Dieses mal hatte ich Glück, den "House on Sorority Row" ist einfach klasse. Eine Gruppe junger Studentinnen möchte ihren Semesterabschluss feiern und dabei selbstverständlich ausgiebig saufen, kiffen und sich die Sehle aus dem Leib rammeln. Doch die böse und geistesgestörte Hausverwalterin Mrs. Slayter macht den ungezogenen Damen ständig einen Strich durch die Rechnung und versucht jegliches Anzeichen von Spass in "Ihrem" Haus zu unterbinden. Dabei ist ihr jedes Mittel recht und sie provoziert den sündigen Haufen so lange bis es schließlich zum obligatorischen Streich von Seiten der Mädchen kommt, was natürlich mit einem Unfall und dem Ableben der bösen Mrs. Slayter endet. Aber ist sie wirklich tot? Noch am selben Abend findet die Semesterabschlussparty statt und ein unheimlicher Killer beginnt die Partygemeinde unaufhaltsam zu dezimieren. Bis zu Ende des Films bleibt unklar ob die böse Mrs. Slayter aus ihrem nassen Grab auferstanden ist oder nicht. Ist es ein Geist oder doch ein realer Killer? Wer die Antwort auf diese Frage haben will muss sich den Film bis zum Ende ansehen und wird dabei so manche Überraschung erleben.
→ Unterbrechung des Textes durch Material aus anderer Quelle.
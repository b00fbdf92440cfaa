use std::time::{SystemTime, UNIX_EPOCH};

use reqwest::{
    StatusCode,
    multipart::{Form, Part},
};
use serde::Deserialize;
use sha2::{Digest, Sha256};
use tracing::{Level, debug, instrument};

use crate::config::UploadConfig;
use crate::error::UploadError;
use crate::traits::ImageUploader;

/// Imagen recibida desde la capa de presentación.
#[derive(Clone, Default)]
pub struct ImagePayload {
    pub bytes: Vec<u8>,
    pub file_name: Option<String>,
    pub content_type: Option<String>,
}

impl ImagePayload {
    pub fn new(bytes: impl Into<Vec<u8>>) -> Self {
        ImagePayload {
            bytes: bytes.into(),
            ..Default::default()
        }
    }

    pub fn is_empty(&self) -> bool {
        self.bytes.is_empty()
    }
}

impl std::fmt::Debug for ImagePayload {
    fn fmt(&self, f: &mut std::fmt::Formatter<'_>) -> std::fmt::Result {
        f.debug_struct("ImagePayload")
            .field("len", &self.bytes.len())
            .field("file_name", &self.file_name)
            .field("content_type", &self.content_type)
            .finish()
    }
}

#[derive(Debug, Clone, Copy, PartialEq, Eq)]
pub enum ResourceType {
    Auto,
    Image,
}

impl ResourceType {
    pub fn as_str(&self) -> &'static str {
        match self {
            ResourceType::Auto => "auto",
            ResourceType::Image => "image",
        }
    }
}

/// Dónde queda la imagen en el almacenamiento remoto.
#[derive(Debug, Clone, PartialEq, Eq)]
pub struct Destination {
    pub folder: String,
    pub public_id: String,
    pub resource_type: ResourceType,
}

impl Destination {
    /// Foto de perfil de un artista: `artist_<dni>`.
    pub fn artist_portrait(config: &UploadConfig, national_id: &str) -> Self {
        Destination {
            folder: config.artist_folder.clone(),
            public_id: format!("artist_{national_id}"),
            resource_type: ResourceType::Auto,
        }
    }

    /// Foto de una etapa de una escultura: `image_<escultura>_<etapa>`.
    pub fn sculpture_stage(config: &UploadConfig, sculpture: &str, stage: &str) -> Self {
        Destination {
            folder: config.sculpture_folder.clone(),
            public_id: format!("image_{sculpture}_{stage}"),
            resource_type: ResourceType::Image,
        }
    }
}

#[derive(Debug, Deserialize)]
struct UploadResponse {
    secure_url: Option<String>,
}

#[derive(Debug, Deserialize)]
struct ErrorResponse {
    error: ErrorMessage,
}

#[derive(Debug, Deserialize)]
struct ErrorMessage {
    message: String,
}

/// Cliente de subidas firmadas (API de Cloudinary).
#[derive(Debug, Clone)]
pub struct CloudinaryUploader {
    config: UploadConfig,
    client: reqwest::Client,
}

impl CloudinaryUploader {
    pub fn new(config: UploadConfig) -> Self {
        Self {
            config,
            client: reqwest::Client::new(),
        }
    }

    fn endpoint(&self, resource_type: ResourceType) -> String {
        format!(
            "{}/{}/{}/upload",
            self.config.api_base.trim_end_matches('/'),
            self.config.cloud_name,
            resource_type.as_str()
        )
    }

    /// Parámetros firmados, ya ordenados por nombre.
    fn signed_params(destination: &Destination, timestamp: u64) -> Vec<(&'static str, String)> {
        vec![
            ("folder", destination.folder.clone()),
            ("public_id", destination.public_id.clone()),
            ("timestamp", timestamp.to_string()),
        ]
    }

    /// `sha256("k1=v1&k2=v2..." + api_secret)` en hexadecimal.
    fn sign(&self, params: &[(&'static str, String)]) -> String {
        let to_sign = params
            .iter()
            .map(|(k, v)| format!("{k}={v}"))
            .collect::<Vec<_>>()
            .join("&");

        let mut hasher = Sha256::new();
        hasher.update(to_sign.as_bytes());
        hasher.update(self.config.api_secret.expose().as_bytes());
        hex::encode(hasher.finalize())
    }
}

/// Interpreta la respuesta del servicio: fuera de 2xx es un rechazo con el mensaje
/// que mandó el servicio (o el cuerpo crudo); en 2xx tiene que venir `secure_url`.
fn parse_response(status: StatusCode, body: &str) -> Result<String, UploadError> {
    if !status.is_success() {
        let message = serde_json::from_str::<ErrorResponse>(body)
            .map(|e| e.error.message)
            .unwrap_or_else(|_| body.to_string());
        return Err(UploadError::Rejected {
            status: status.as_u16(),
            message,
        });
    }

    serde_json::from_str::<UploadResponse>(body)
        .map_err(|e| UploadError::Malformed(e.to_string()))?
        .secure_url
        .ok_or_else(|| UploadError::Malformed("response without secure_url".to_string()))
}

#[async_trait::async_trait]
impl ImageUploader for CloudinaryUploader {
    #[instrument(level = Level::DEBUG, skip(self, payload), fields(public_id = %destination.public_id, len = payload.bytes.len()), err)]
    async fn upload(&self, payload: &ImagePayload, destination: &Destination) -> Result<String, UploadError> {
        let timestamp = SystemTime::now()
            .duration_since(UNIX_EPOCH)
            .map(|d| d.as_secs())
            .unwrap_or_default();

        let params = Self::signed_params(destination, timestamp);
        let signature = self.sign(&params);

        let mut file = Part::bytes(payload.bytes.clone())
            .file_name(payload.file_name.clone().unwrap_or_else(|| destination.public_id.clone()));
        if let Some(mime) = &payload.content_type {
            file = file.mime_str(mime)?;
        }

        let mut form = Form::new()
            .part("file", file)
            .text("api_key", self.config.api_key.clone())
            .text("signature", signature)
            .text("signature_algorithm", "sha256");
        for (k, v) in params {
            form = form.text(k, v);
        }

        let response = self
            .client
            .post(self.endpoint(destination.resource_type))
            .multipart(form)
            .send()
            .await?;

        let status = response.status();
        let body = response.text().await?;
        let url = parse_response(status, &body)?;

        debug!("Uploaded {} to {url}", destination.public_id);
        Ok(url)
    }
}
Im Grunde genommen klingt alles nach einem 0815 Slasher, aber weit gefehlt, denn hier stimmt einfach alles. Die Darsteller wissen zu überzeugen und langweilen nicht mit dämlichen Dialogen, der Film bleibt durchweg äußerst spannend und hat kaum überflüssige und in die Länge gezogene Passagen, die Story ist mit einem doppelten Boden versehen und läßt den Zuschauer lange Zeit im wahrsten Sinne des Wortes im Dunkeln tappen und zu dem gibt es auch noch teils sehr blutige Morde zu sehen.
Fazit: "House on Sorority Row" ist eine Perle aus den 80zigern, ein Slasher mit Niveau der auf ganzer Linie zu überzeugen weiß und den Zuschauer fesseln kann.
Meiner Meinung nach einer der besten Slasher der 80ziger Jahre; ein echter Geheimtip!
Schade das dieser wertvolle Beitrag zum Slashergenre nie in Deutschland erschienen ist!
Die US-DVD ist in jedem Falle annehmbar, was Bild und Tonqualität angeht.